Source material:

use crate::app::{App, LoadState};
use ratatui::{layout::Rect, widgets::Paragraph, Frame};
use std::borrow::Cow;

/// Render the status bar
pub fn render(f: &mut Frame, app: &App, area: Rect) {
    if area.width < 1 || area.height < 1 {
        return;
    }

    let mut role = "status_bar";
    let text: Cow<'_, str> = if let Some((msg, _)) = &app.status_message {
        Cow::Borrowed(msg.as_ref())
    } else {
        match &app.load_state {
            LoadState::Loading => Cow::Owned(format!("Loading {}...", app.granularity.name())),
            LoadState::Failed(error) => {
                role = "status_warning";
                Cow::Owned(format!("Load failed: {}  [r]etry", error))
            }
            LoadState::Idle if !app.warnings.is_empty() => {
                role = "status_warning";
                Cow::Owned(format!(
                    "{} warning(s) [w]  [j/k]move [Enter]open [b]ack [r]eload [t]heme [q]uit",
                    app.warnings.len()
                ))
            }
            LoadState::Idle if app.is_reading() => {
                Cow::Borrowed("[b]ack [j/k]scroll [o]pen link [t]heme [q]uit")
            }
            LoadState::Idle => {
                Cow::Borrowed("[j/k]move [Enter]open [b]ack [o]pen link [r]eload [t]heme [q]uit")
            }
        }
    };

    let paragraph = Paragraph::new(text).style(app.style(role));
    f.render_widget(paragraph, area);
}
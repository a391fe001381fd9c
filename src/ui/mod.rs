//! Terminal User Interface module.
//!
//! # Module Structure
//!
//! - `loop_runner` - Main event loop and terminal management
//! - `input` - Keyboard input handling
//! - `events` - Background load result processing
//! - `render` - Header, body and overlay dispatch
//! - `screen` - Row layout of the home screen and of each frame
//! - `helpers` - Background task spawning
//! - `list` - Row list widget
//! - `reader` - Article reader widget
//! - `status` - Status bar widget

mod events;
mod helpers;
mod input;
mod list;
mod loop_runner;
pub mod reader;
mod render;
pub mod screen;
mod status;

pub use loop_runner::{run, Action};
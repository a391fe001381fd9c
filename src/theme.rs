//! Theme system for the preview TUI.
//!
//! Semantic color roles map to ratatui `Style` values. `ThemeVariant`
//! selects between Dark and Light palettes, and `StyleMap` resolves role
//! names to concrete styles. Background colours authored in the CMS are
//! parsed with [`parse_hex_color`].

use ratatui::style::{Color, Modifier, Style};
use std::collections::HashMap;

// ============================================================================
// Theme Variant
// ============================================================================

/// Available theme variants.
#[derive(Debug, Clone, Copy, PartialEq, Eq, Default)]
pub enum ThemeVariant {
    #[default]
    Dark,
    Light,
}

impl ThemeVariant {
    /// Parse a variant name from a string (case-insensitive).
    pub fn from_str_name(s: &str) -> Option<Self> {
        match s.to_ascii_lowercase().as_str() {
            "dark" => Some(Self::Dark),
            "light" => Some(Self::Light),
            _ => None,
        }
    }

    pub fn palette(self) -> ColorPalette {
        match self {
            Self::Dark => ColorPalette::dark(),
            Self::Light => ColorPalette::light(),
        }
    }

    /// Cycle to the next variant: Dark → Light → Dark.
    pub fn next(self) -> Self {
        match self {
            Self::Dark => Self::Light,
            Self::Light => Self::Dark,
        }
    }

    pub fn name(self) -> &'static str {
        match self {
            Self::Dark => "Dark",
            Self::Light => "Light",
        }
    }
}

// ============================================================================
// Color Palette
// ============================================================================

/// Every semantic UI role of the preview mapped to a `Style`.
#[derive(Debug, Clone)]
pub struct ColorPalette {
    // -- Screen listing --
    pub featured: Style,
    pub section_name: Style,
    pub sub_section_name: Style,
    pub collection_name: Style,
    pub item_title: Style,
    pub item_kind: Style,
    pub item_date: Style,
    pub row_selected: Style,
    pub empty_hint: Style,

    // -- Reader --
    pub reader_heading: Style,
    pub reader_body: Style,
    pub reader_metadata: Style,
    pub reader_code_block: Style,
    pub reader_inline_code: Style,
    pub reader_emphasis: Style,
    pub reader_strong: Style,
    pub reader_link: Style,

    // -- Chrome --
    pub breadcrumb: Style,
    pub status_bar: Style,
    pub status_warning: Style,
    pub panel_border: Style,
    pub panel_border_focused: Style,
}

impl ColorPalette {
    fn dark() -> Self {
        Self {
            featured: Style::default()
                .fg(Color::Yellow)
                .add_modifier(Modifier::BOLD),
            section_name: Style::default()
                .fg(Color::Cyan)
                .add_modifier(Modifier::BOLD),
            sub_section_name: Style::default().fg(Color::Cyan),
            collection_name: Style::default().add_modifier(Modifier::BOLD),
            item_title: Style::default(),
            item_kind: Style::default().fg(Color::Magenta),
            item_date: Style::default().fg(Color::DarkGray),
            row_selected: Style::default().bg(Color::DarkGray).fg(Color::White),
            empty_hint: Style::default()
                .fg(Color::DarkGray)
                .add_modifier(Modifier::ITALIC),

            reader_heading: Style::default()
                .fg(Color::Cyan)
                .add_modifier(Modifier::BOLD),
            reader_body: Style::default(),
            reader_metadata: Style::default().fg(Color::DarkGray),
            reader_code_block: Style::default().fg(Color::Yellow).bg(Color::Black),
            reader_inline_code: Style::default().fg(Color::Yellow),
            reader_emphasis: Style::default().add_modifier(Modifier::ITALIC),
            reader_strong: Style::default().add_modifier(Modifier::BOLD),
            reader_link: Style::default()
                .fg(Color::Blue)
                .add_modifier(Modifier::UNDERLINED),

            breadcrumb: Style::default().fg(Color::Yellow),
            status_bar: Style::default().bg(Color::DarkGray).fg(Color::White),
            status_warning: Style::default().bg(Color::DarkGray).fg(Color::Yellow),
            panel_border: Style::default(),
            panel_border_focused: Style::default().fg(Color::Cyan),
        }
    }

    fn light() -> Self {
        Self {
            featured: Style::default()
                .fg(Color::Magenta)
                .add_modifier(Modifier::BOLD),
            section_name: Style::default()
                .fg(Color::Blue)
                .add_modifier(Modifier::BOLD),
            sub_section_name: Style::default().fg(Color::Blue),
            collection_name: Style::default()
                .fg(Color::Black)
                .add_modifier(Modifier::BOLD),
            item_title: Style::default().fg(Color::Black),
            item_kind: Style::default().fg(Color::Magenta),
            item_date: Style::default().fg(Color::DarkGray),
            row_selected: Style::default().bg(Color::Blue).fg(Color::White),
            empty_hint: Style::default()
                .fg(Color::DarkGray)
                .add_modifier(Modifier::ITALIC),

            reader_heading: Style::default()
                .fg(Color::Blue)
                .add_modifier(Modifier::BOLD),
            reader_body: Style::default().fg(Color::Black),
            reader_metadata: Style::default().fg(Color::DarkGray),
            reader_code_block: Style::default().fg(Color::DarkGray).bg(Color::White),
            reader_inline_code: Style::default().fg(Color::DarkGray),
            reader_emphasis: Style::default().add_modifier(Modifier::ITALIC),
            reader_strong: Style::default().add_modifier(Modifier::BOLD),
            reader_link: Style::default()
                .fg(Color::Blue)
                .add_modifier(Modifier::UNDERLINED),

            breadcrumb: Style::default().fg(Color::Magenta),
            status_bar: Style::default().bg(Color::White).fg(Color::Black),
            status_warning: Style::default().bg(Color::White).fg(Color::Red),
            panel_border: Style::default().fg(Color::DarkGray),
            panel_border_focused: Style::default().fg(Color::Blue),
        }
    }
}

// ============================================================================
// Style Map
// ============================================================================

/// String-keyed style lookup, built from a `ColorPalette`.
#[derive(Debug, Clone)]
pub struct StyleMap {
    map: HashMap<&'static str, Style>,
}

/// All semantic role names, in declaration order.
const ROLE_NAMES: [&str; 22] = [
    "featured",
    "section_name",
    "sub_section_name",
    "collection_name",
    "item_title",
    "item_kind",
    "item_date",
    "row_selected",
    "empty_hint",
    "reader_heading",
    "reader_body",
    "reader_metadata",
    "reader_code_block",
    "reader_inline_code",
    "reader_emphasis",
    "reader_strong",
    "reader_link",
    "breadcrumb",
    "status_bar",
    "status_warning",
    "panel_border",
    "panel_border_focused",
];

impl StyleMap {
    pub fn from_palette(p: &ColorPalette) -> Self {
        let styles: [Style; 22] = [
            p.featured,
            p.section_name,
            p.sub_section_name,
            p.collection_name,
            p.item_title,
            p.item_kind,
            p.item_date,
            p.row_selected,
            p.empty_hint,
            p.reader_heading,
            p.reader_body,
            p.reader_metadata,
            p.reader_code_block,
            p.reader_inline_code,
            p.reader_emphasis,
            p.reader_strong,
            p.reader_link,
            p.breadcrumb,
            p.status_bar,
            p.status_warning,
            p.panel_border,
            p.panel_border_focused,
        ];

        let map = ROLE_NAMES.iter().copied().zip(styles).collect();
        Self { map }
    }

    /// Resolve a role name to its `Style`. Returns `Style::default()` for unknown roles.
    pub fn resolve(&self, role: &str) -> Style {
        self.map.get(role).copied().unwrap_or_default()
    }
}

// ============================================================================
// CMS colours
// ============================================================================

/// Parse a CMS colour value (`#RRGGBB` or `#RGB`, leading `#` optional).
pub fn parse_hex_color(value: &str) -> Option<Color> {
    let hex = value.trim();
    let hex = hex.strip_prefix('#').unwrap_or(hex);
    if !hex.is_ascii() {
        return None;
    }

    let channel = |s: &str| u8::from_str_radix(s, 16).ok();
    match hex.len() {
        6 => Some(Color::Rgb(
            channel(&hex[0..2])?,
            channel(&hex[2..4])?,
            channel(&hex[4..6])?,
        )),
        3 => {
            let expand = |s: &str| channel(s).map(|v| v * 17);
            Some(Color::Rgb(
                expand(&hex[0..1])?,
                expand(&hex[1..2])?,
                expand(&hex[2..3])?,
            ))
        }
        _ => None,
    }
}

// ============================================================================
// Tests
// ============================================================================

#[cfg(test)]
mod tests {
    use super::*;

    #[test]
    fn dark_palette_selection() {
        let palette = ThemeVariant::Dark.palette();
        assert_eq!(
            palette.row_selected,
            Style::default().bg(Color::DarkGray).fg(Color::White)
        );
    }

    #[test]
    fn light_palette_differs_from_dark() {
        let dark = ThemeVariant::Dark.palette();
        let light = ThemeVariant::Light.palette();
        assert_ne!(dark.row_selected, light.row_selected);
        assert_ne!(dark.status_bar, light.status_bar);
    }

    #[test]
    fn variant_from_str_name() {
        assert_eq!(
            ThemeVariant::from_str_name("Light"),
            Some(ThemeVariant::Light)
        );
        assert_eq!(
            ThemeVariant::from_str_name("DARK"),
            Some(ThemeVariant::Dark)
        );
        assert_eq!(ThemeVariant::from_str_name("neon"), None);
    }

    #[test]
    fn variant_cycles() {
        assert_eq!(ThemeVariant::Dark.next(), ThemeVariant::Light);
        assert_eq!(ThemeVariant::Light.next(), ThemeVariant::Dark);
    }

    #[test]
    fn style_map_resolves_every_role() {
        let palette = ThemeVariant::Dark.palette();
        let sm = StyleMap::from_palette(&palette);
        assert_eq!(sm.map.len(), ROLE_NAMES.len());
        assert_eq!(sm.resolve("breadcrumb"), palette.breadcrumb);
        assert_eq!(sm.resolve("reader_heading"), palette.reader_heading);
        assert_eq!(sm.resolve("nonexistent_role"), Style::default());
    }

    #[test]
    fn hex_colors_parse() {
        assert_eq!(parse_hex_color("#FF8800"), Some(Color::Rgb(255, 136, 0)));
        assert_eq!(parse_hex_color("ff8800"), Some(Color::Rgb(255, 136, 0)));
        assert_eq!(parse_hex_color("#fff"), Some(Color::Rgb(255, 255, 255)));
        assert_eq!(parse_hex_color(" #000000 "), Some(Color::Rgb(0, 0, 0)));
    }

    #[test]
    fn invalid_hex_colors_rejected() {
        assert_eq!(parse_hex_color(""), None);
        assert_eq!(parse_hex_color("#12345"), None);
        assert_eq!(parse_hex_color("#GGGGGG"), None);
        assert_eq!(parse_hex_color("#ééé"), None);
        assert_eq!(parse_hex_color("red"), None);
    }
}
use futures::StreamExt;
use secrecy::{ExposeSecret, SecretString};
use serde::de::DeserializeOwned;
use serde::Deserialize;
use std::time::Duration;
use thiserror::Error;
use url::Url;

use super::batch::{ContentBatch, Granularity};
use super::types::{CollectionRecord, ContentItem, SectionRecord, SubSectionRecord};
use crate::util::{validate_api_base_url, UrlValidationError};

/// Responses above this size are rejected before decoding.
const MAX_RESPONSE_SIZE: usize = 20 * 1024 * 1024; // 20MB

const DEFAULT_TIMEOUT: Duration = Duration::from_secs(20);
const DEFAULT_MAX_RETRIES: u32 = 3;
const DEFAULT_RETRY_BASE_DELAY: Duration = Duration::from_secs(1);
/// Backoff stops doubling after this many retries (64x the base delay).
const MAX_BACKOFF_EXPONENT: u32 = 6;

#[derive(Debug, Error)]
pub enum ContentError {
    #[error("Request timed out after {0}s")]
    Timeout(u64),
    #[error("Network error: {0}")]
    Network(#[from] reqwest::Error),
    #[error("HTTP error: status {0}")]
    HttpStatus(u16),
    #[error("Content API rejected the credentials (status {0})")]
    Unauthorized(u16),
    #[error("Response too large (exceeds {0} bytes)")]
    ResponseTooLarge(usize),
    #[error("Invalid UTF-8 in response")]
    InvalidUtf8,
    #[error("Unexpected response shape: {0}")]
    Decode(#[from] serde_json::Error),
    #[error("Invalid content API URL: {0}")]
    InvalidBaseUrl(#[from] UrlValidationError),
}

impl ContentError {
    /// Returns true if this error is transient and the request should be retried.
    pub fn is_retryable(&self) -> bool {
        match self {
            ContentError::Timeout(_) | ContentError::Network(_) => true,
            ContentError::HttpStatus(status) => *status >= 500 || *status == 429,
            ContentError::Unauthorized(_)
            | ContentError::ResponseTooLarge(_)
            | ContentError::InvalidUtf8
            | ContentError::Decode(_)
            | ContentError::InvalidBaseUrl(_) => false,
        }
    }
}

/// Collection endpoints of the content API.
#[derive(Debug, Clone, Copy, PartialEq, Eq)]
pub enum Endpoint {
    Articles,
    Videos,
    Collections,
    SubSections,
    Sections,
}

impl Endpoint {
    pub fn path(self) -> &'static str {
        match self {
            Self::Articles => "api/articles",
            Self::Videos => "api/videos",
            Self::Collections => "api/collections",
            Self::SubSections => "api/sub-sections",
            Self::Sections => "api/sections",
        }
    }
}

/// Every list endpoint wraps its records in `{"data": [...]}`.
#[derive(Deserialize)]
struct Envelope<T> {
    data: Vec<T>,
}

/// Read-only client for the content API.
#[derive(Clone)]
pub struct ContentClient {
    http: reqwest::Client,
    base_url: Url,
    token: Option<SecretString>,
    timeout: Duration,
    max_retries: u32,
    retry_base_delay: Duration,
}

impl std::fmt::Debug for ContentClient {
    fn fmt(&self, f: &mut std::fmt::Formatter<'_>) -> std::fmt::Result {
        f.debug_struct("ContentClient")
            .field("base_url", &self.base_url.as_str())
            .field("token", &self.token.as_ref().map(|_| "[REDACTED]"))
            .field("timeout", &self.timeout)
            .finish()
    }
}

impl ContentClient {
    /// Create a client for `base_url`.
    ///
    /// The base URL must be HTTPS; plain HTTP is accepted for localhost only so
    /// the bearer token never travels in clear text to a remote host.
    pub fn new(
        http: reqwest::Client,
        base_url: &str,
        token: Option<SecretString>,
    ) -> Result<Self, ContentError> {
        let base_url = validate_api_base_url(base_url)?;
        if base_url.scheme() == "http" {
            tracing::warn!(base_url = %base_url, "Using non-HTTPS content API (localhost only)");
        }
        Ok(Self {
            http,
            base_url,
            token,
            timeout: DEFAULT_TIMEOUT,
            max_retries: DEFAULT_MAX_RETRIES,
            retry_base_delay: DEFAULT_RETRY_BASE_DELAY,
        })
    }

    pub fn with_timeout(mut self, timeout: Duration) -> Self {
        self.timeout = timeout;
        self
    }

    /// Override the retry budget. Delays double per attempt from `base_delay`.
    pub fn with_retry(mut self, max_retries: u32, base_delay: Duration) -> Self {
        self.max_retries = max_retries;
        self.retry_base_delay = base_delay;
        self
    }

    pub fn base_url(&self) -> &Url {
        &self.base_url
    }

    /// Fetch every record kind needed for `granularity`.
    ///
    /// For `Items`, articles and videos are requested concurrently and merged,
    /// articles first.
    pub async fn fetch(&self, granularity: Granularity) -> Result<ContentBatch, ContentError> {
        let batch = match granularity {
            Granularity::Items => {
                let (mut articles, videos) =
                    futures::future::try_join(self.fetch_articles(), self.fetch_videos()).await?;
                articles.extend(videos);
                ContentBatch::Items(articles)
            }
            Granularity::Collections => ContentBatch::Collections(self.fetch_collections().await?),
            Granularity::SubSections => ContentBatch::SubSections(self.fetch_sub_sections().await?),
            Granularity::Sections => ContentBatch::Sections(self.fetch_sections().await?),
        };
        tracing::info!(
            granularity = granularity.name(),
            records = batch.len(),
            "Fetched content"
        );
        Ok(batch)
    }

    pub async fn fetch_articles(&self) -> Result<Vec<ContentItem>, ContentError> {
        self.fetch_records(Endpoint::Articles).await
    }

    pub async fn fetch_videos(&self) -> Result<Vec<ContentItem>, ContentError> {
        let videos: Vec<ContentItem> = self.fetch_records(Endpoint::Videos).await?;
        Ok(videos.into_iter().map(ContentItem::into_video).collect())
    }

    pub async fn fetch_collections(&self) -> Result<Vec<CollectionRecord>, ContentError> {
        self.fetch_records(Endpoint::Collections).await
    }

    pub async fn fetch_sub_sections(&self) -> Result<Vec<SubSectionRecord>, ContentError> {
        self.fetch_records(Endpoint::SubSections).await
    }

    pub async fn fetch_sections(&self) -> Result<Vec<SectionRecord>, ContentError> {
        self.fetch_records(Endpoint::Sections).await
    }

    fn endpoint_url(&self, endpoint: Endpoint) -> Result<Url, ContentError> {
        let mut url = self
            .base_url
            .join(endpoint.path())
            .map_err(|e| ContentError::InvalidBaseUrl(e.into()))?;
        url.query_pairs_mut().append_pair("populate", "deep");
        Ok(url)
    }

    /// Fetch and decode one endpoint, retrying transient failures with
    /// exponential backoff (1x, 2x, 4x the base delay).
    async fn fetch_records<T: DeserializeOwned>(
        &self,
        endpoint: Endpoint,
    ) -> Result<Vec<T>, ContentError> {
        let url = self.endpoint_url(endpoint)?;
        let mut retry_count = 0;

        loop {
            match self.fetch_once(&url).await {
                Ok(body) => {
                    let envelope: Envelope<T> = serde_json::from_str(&body)?;
                    tracing::debug!(
                        endpoint = endpoint.path(),
                        records = envelope.data.len(),
                        "Decoded content records"
                    );
                    return Ok(envelope.data);
                }
                Err(e) if e.is_retryable() && retry_count < self.max_retries => {
                    let delay = backoff_delay(self.retry_base_delay, retry_count);
                    tracing::warn!(
                        error = %e,
                        endpoint = endpoint.path(),
                        retry = retry_count + 1,
                        delay_ms = delay.as_millis() as u64,
                        "Retrying content fetch after transient error"
                    );
                    tokio::time::sleep(delay).await;
                    retry_count += 1;
                }
                Err(e) => return Err(e),
            }
        }
    }

    async fn fetch_once(&self, url: &Url) -> Result<String, ContentError> {
        let mut request = self.http.get(url.clone());
        if let Some(token) = &self.token {
            request = request.header(
                "Authorization",
                format!("Bearer {}", token.expose_secret()),
            );
        }

        let response = tokio::time::timeout(self.timeout, request.send())
            .await
            .map_err(|_| ContentError::Timeout(self.timeout.as_secs()))?
            .map_err(ContentError::Network)?;

        let status = response.status();
        if status.as_u16() == 401 || status.as_u16() == 403 {
            return Err(ContentError::Unauthorized(status.as_u16()));
        }
        if !status.is_success() {
            return Err(ContentError::HttpStatus(status.as_u16()));
        }

        read_limited_text(response, MAX_RESPONSE_SIZE).await
    }
}

/// Delay before retry number `retry_count + 1`: the base delay doubled per
/// attempt, capped at `MAX_BACKOFF_EXPONENT` doublings.
fn backoff_delay(base: Duration, retry_count: u32) -> Duration {
    base.saturating_mul(1u32 << retry_count.min(MAX_BACKOFF_EXPONENT))
}

async fn read_limited_text(
    response: reqwest::Response,
    limit: usize,
) -> Result<String, ContentError> {
    // Fast path: check Content-Length header
    if let Some(len) = response.content_length() {
        if len as usize > limit {
            return Err(ContentError::ResponseTooLarge(limit));
        }
    }

    let mut bytes = Vec::new();
    let mut stream = response.bytes_stream();

    while let Some(chunk) = stream.next().await {
        let chunk = chunk.map_err(ContentError::Network)?;
        if bytes.len().saturating_add(chunk.len()) > limit {
            return Err(ContentError::ResponseTooLarge(limit));
        }
        bytes.extend_from_slice(&chunk);
    }

    String::from_utf8(bytes).map_err(|_| ContentError::InvalidUtf8)
}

Required action:
Work out how many lines in the listing above hold the word "Returns", and answer only with that number.

Completed exercise:
2